= Friedrich Koffka =

Friedrich Koffka (22 April 1888 – 5 November 1951) was a German lawyer and writer.

== Early life and education ==

Friedrich Koffka was born in Berlin. His mother, Luis Levy, listed herself as Protestant despite having a Jewish heritage. His father, Emil Koffka, was a lawyer, and his older brother was the psychologist Kurt Koffka.
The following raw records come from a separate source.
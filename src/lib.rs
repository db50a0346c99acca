//! Cellar - content-addressed secret bundles.
//!
//! A bundle is a tree of packages, each holding a chain of key/value
//! secrets. Cellar packs values into a versioned binary envelope, seals
//! bundles with a Merkle root, encrypts packages through pluggable
//! transformers, and diffs, patches and lints bundles.
//!
//! # Architecture
//!
//! ```text
//! src/
//! ├── error             # Error / ConfigError
//! └── core/
//!     ├── domain/       # Bundle, Package, SecretChain, KV, OpLog
//!     ├── packer        # Value envelope
//!     ├── merkle        # Accumulator, proofs, bundle root
//!     ├── codec         # Load/dump, JSON projection, read
//!     ├── diff          # Bundle diff into an OpLog
//!     ├── cipher/       # Transformer trait, keyring, lock/unlock
//!     │   └── age       # age x25519 transformer
//!     ├── config        # TOML engine configuration
//!     ├── selector      # Package selectors
//!     ├── expr/         # Package expression language
//!     ├── policy        # Embedded Rego (feature `rego`)
//!     ├── template      # Template renderer for patches
//!     ├── patch/        # BundlePatch documents and executor
//!     ├── ruleset/      # RuleSet documents and linter
//!     ├── cso           # Cloud Secret Organization taxonomy
//!     └── builder       # Bundles from JSON, maps, oplogs
//! ```
//!
//! # Example
//!
//! ```
//! use cellar::core::{builder, codec};
//! use std::collections::BTreeMap;
//!
//! let map = BTreeMap::from([(
//!     "app/production/web".to_string(),
//!     BTreeMap::from([("API_KEY".to_string(), "s3cr3t")]),
//! )]);
//! let mut bundle = builder::from_map(&map)?;
//! let bytes = codec::to_bytes(&mut bundle)?;
//! let loaded = codec::from_bytes(&bytes)?;
//! assert_eq!(codec::read(&loaded, "app/production/web")?["API_KEY"], "s3cr3t");
//! # Ok::<(), cellar::Error>(())
//! ```

pub mod core;
pub mod error;

pub use crate::core::cipher::{Keyring, Transformer, TransformerRef};
pub use crate::core::context::Context;
pub use crate::core::domain::{Bundle, DiffItem, OpLog, Package, SecretChain, KV};
pub use crate::error::{Error, Result};
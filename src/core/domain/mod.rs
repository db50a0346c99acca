//! Domain types.

mod bundle;
mod oplog;

pub use bundle::{Bundle, HasAnnotations, HasLabels, Package, SecretChain, KV};
pub use oplog::{DiffItem, ItemType, OpLog, Operation};
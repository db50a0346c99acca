//! Error types.
//!
//! Every fallible operation in the crate returns [`Result`]. Variants map
//! one-to-one onto the error kinds callers are expected to branch on, and
//! carry the identity of the offending object where there is one.

use std::path::PathBuf;
use thiserror::Error;

#[derive(Error, Debug)]
pub enum Error {
    #[error("invalid argument: {0}")]
    InvalidArgument(String),

    #[error("unable to pack value: {0}")]
    Pack(String),

    #[error("unable to unpack value: {0}")]
    Unpack(String),

    #[error("bundle is corrupted: {0}")]
    Integrity(String),

    #[error("not found: {0}")]
    NotFound(String),

    #[error("unable to encrypt package '{package}': {reason}")]
    Encrypt { package: String, reason: String },

    #[error("unable to decrypt package '{package}': {reason}")]
    Decrypt { package: String, reason: String },

    #[error("package '{package}' references unknown encryption key alias '{alias}'")]
    KeyNotFound { package: String, alias: String },

    #[error("validation failed: {0}")]
    Validation(String),

    #[error("unable to compile selector '{selector}': {reason}")]
    SelectorCompile { selector: String, reason: String },

    #[error("unable to render template '{template}': {reason}")]
    Template { template: String, reason: String },

    #[error("package '{package}' violates rule '{rule}'")]
    Violation { package: String, rule: String },

    #[error("rule '{0}' did not match any package")]
    UnmatchedRule(String),

    #[error("unknown operation: {0}")]
    UnknownOp(String),

    #[error("operation canceled")]
    Canceled,

    #[error("unable to diff secret '{package}#{key}': {source}")]
    Diff {
        package: String,
        key: String,
        #[source]
        source: Box<Error>,
    },

    #[error("expression evaluation failed: {0}")]
    Expression(String),

    #[error(transparent)]
    Config(#[from] ConfigError),

    #[error("io error: {0}")]
    Io(#[from] std::io::Error),
}

/// Configuration loading and validation errors.
#[derive(Error, Debug)]
pub enum ConfigError {
    #[error("failed to read config file '{path}': {source}")]
    ReadFile {
        path: PathBuf,
        source: std::io::Error,
    },

    #[error("toml parse error: {0}")]
    Parse(#[from] toml::de::Error),

    #[error("toml serialize error: {0}")]
    Serialize(#[from] toml::ser::Error),

    #[error("invalid value for '{field}': {reason}")]
    InvalidValue { field: &'static str, reason: String },

    #[error("key alias '{0}' has no recipients")]
    NoRecipients(String),
}

impl Error {
    /// Shorthand for a selector compilation failure.
    pub(crate) fn selector(selector: impl Into<String>, reason: impl ToString) -> Self {
        Self::SelectorCompile {
            selector: selector.into(),
            reason: reason.to_string(),
        }
    }

    /// Shorthand for a template rendering failure.
    pub(crate) fn template(template: impl Into<String>, reason: impl ToString) -> Self {
        Self::Template {
            template: template.into(),
            reason: reason.to_string(),
        }
    }
}

pub type Result<T> = std::result::Result<T, Error>;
Friedrich Koffka studied law at the University of Berlin, and took his first state examination in 1910. During the First World War Koffka was first a volunteer nurse, then a soldier. After the end of the war, Koffka entered the service of the Prussian Ministry of Justice in September 1919. From 1921 he was a district court counsellor in Charlottenburg, from 1927 an assistant judge and from 1930 a judge at the Kammergerichtsrat, the Berlin State Court of Appeal.

As a young man Koffka was interested in theatre. As a 19-year-old he reviewed a 1907 production of Hamlet in the theatrical magazine Schaubühne. Koffka became a member of Kurt Hiller's literary expressionist New club. Koffka's first play was David and Absalom in 1913 and he continued to write journalism for Blätter des Deutschen Theaters, Das Tage-Buch, and Schaubühne for some years. His expressionist dram Kain premiered on 9 June 1918 on the experimental stage of the Deutsches Theater in Berlin.
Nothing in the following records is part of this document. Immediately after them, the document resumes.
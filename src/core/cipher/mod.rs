//! Value transformers and the bundle encryption pipeline.
//!
//! A [`Transformer`] is a reversible byte-to-byte function pair. The core
//! never assumes an algorithm; it only requires that decrypting an
//! encrypted buffer yields the original bytes.
//!
//! ## Pipeline
//!
//! - [`lock`]: encrypt every unlocked package with one transformer.
//! - [`partial_lock`]: encrypt only packages annotated with an encryption
//!   key alias, resolving the alias through a [`Keyring`].
//! - [`unlock`]: decrypt every locked package with the first transformer
//!   that succeeds.
//!
//! ## Adding a New Transformer
//!
//! 1. Implement the `Transformer` trait
//! 2. Honor the [`Context`] before any blocking call
//! 3. Register it in a `Keyring` under an alias

use std::collections::BTreeMap;
use std::sync::Arc;

use crate::core::context::Context;
use crate::error::Result;

mod age;
mod lock;

pub use age::{parse_identity, parse_recipient, AgeTransformer};
pub use lock::{lock, partial_lock, unlock};

/// Reversible value transformer.
///
/// Implementations must be safe to call concurrently.
pub trait Transformer: Send + Sync {
    /// Short identifier used in logs.
    fn name(&self) -> &str;

    /// Encrypt `plaintext`.
    ///
    /// # Errors
    ///
    /// `Error::Canceled` when the context is done; any other error is
    /// reported by the pipeline as an encryption failure.
    fn encrypt(&self, ctx: &Context, plaintext: &[u8]) -> Result<Vec<u8>>;

    /// Decrypt `ciphertext`.
    fn decrypt(&self, ctx: &Context, ciphertext: &[u8]) -> Result<Vec<u8>>;
}

/// Shared transformer handle.
pub type TransformerRef = Arc<dyn Transformer>;

/// Alias → transformer registry used by [`partial_lock`] and [`unlock`].
#[derive(Clone, Default)]
pub struct Keyring {
    transformers: BTreeMap<String, TransformerRef>,
}

impl Keyring {
    pub fn new() -> Self {
        Self::default()
    }

    /// Register a transformer, replacing any previous one under `alias`.
    pub fn insert(&mut self, alias: impl Into<String>, transformer: TransformerRef) {
        self.transformers.insert(alias.into(), transformer);
    }

    /// Builder-style [`insert`](Self::insert).
    pub fn with(mut self, alias: impl Into<String>, transformer: TransformerRef) -> Self {
        self.insert(alias, transformer);
        self
    }

    pub fn get(&self, alias: &str) -> Option<&TransformerRef> {
        self.transformers.get(alias)
    }

    /// Registered aliases, sorted.
    pub fn aliases(&self) -> impl Iterator<Item = &str> {
        self.transformers.keys().map(String::as_str)
    }

    /// Transformers in alias order, as tried by [`unlock`].
    pub fn transformers(&self) -> Vec<TransformerRef> {
        self.transformers.values().cloned().collect()
    }

    pub fn len(&self) -> usize {
        self.transformers.len()
    }

    pub fn is_empty(&self) -> bool {
        self.transformers.is_empty()
    }
}

impl std::fmt::Debug for Keyring {
    fn fmt(&self, f: &mut std::fmt::Formatter<'_>) -> std::fmt::Result {
        f.debug_map()
            .entries(self.transformers.iter().map(|(k, v)| (k, v.name())))
            .finish()
    }
}

#[cfg(test)]
mod tests {
    use super::*;

    struct Named(&'static str);

    impl Transformer for Named {
        fn name(&self) -> &str {
            self.0
        }
        fn encrypt(&self, _: &Context, plaintext: &[u8]) -> Result<Vec<u8>> {
            Ok(plaintext.to_vec())
        }
        fn decrypt(&self, _: &Context, ciphertext: &[u8]) -> Result<Vec<u8>> {
            Ok(ciphertext.to_vec())
        }
    }

    #[test]
    fn test_keyring_orders_by_alias() {
        let keyring = Keyring::new()
            .with("staging", Arc::new(Named("b")))
            .with("production", Arc::new(Named("a")));
        assert_eq!(keyring.len(), 2);
        assert_eq!(
            keyring.aliases().collect::<Vec<_>>(),
            vec!["production", "staging"]
        );
        let names: Vec<_> = keyring
            .transformers()
            .iter()
            .map(|t| t.name().to_string())
            .collect();
        assert_eq!(names, vec!["a", "b"]);
    }

    #[test]
    fn test_keyring_insert_replaces() {
        let mut keyring = Keyring::new();
        keyring.insert("k", Arc::new(Named("first")));
        keyring.insert("k", Arc::new(Named("second")));
        assert_eq!(keyring.get("k").map(|t| t.name()), Some("second"));
        assert!(keyring.get("missing").is_none());
        assert_eq!(format!("{:?}", keyring), r#"{"k": "second"}"#);
    }
}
From 1925 to 1930, Koffka was in a relationship with the poet Paula Ludwig. Ludwig dedicated her 1927 poetry collection Himmlische Spiegel to him. Although the couple had agreed to marry, they did not because of reservations either by Koffka or his family. He later married and divorced a different woman.

As a Jew, Koffka was forced by Kerrl's Decree to stop working as a judge at the beginning of April 1933. After a few months he was able to return to the judicial service under the June 1933 Law for the Restoration of the Professional Civil Service because he had been a front-line fighter in the First World War. However in March 1937 he was finally forced out and emigrated to England in 1938.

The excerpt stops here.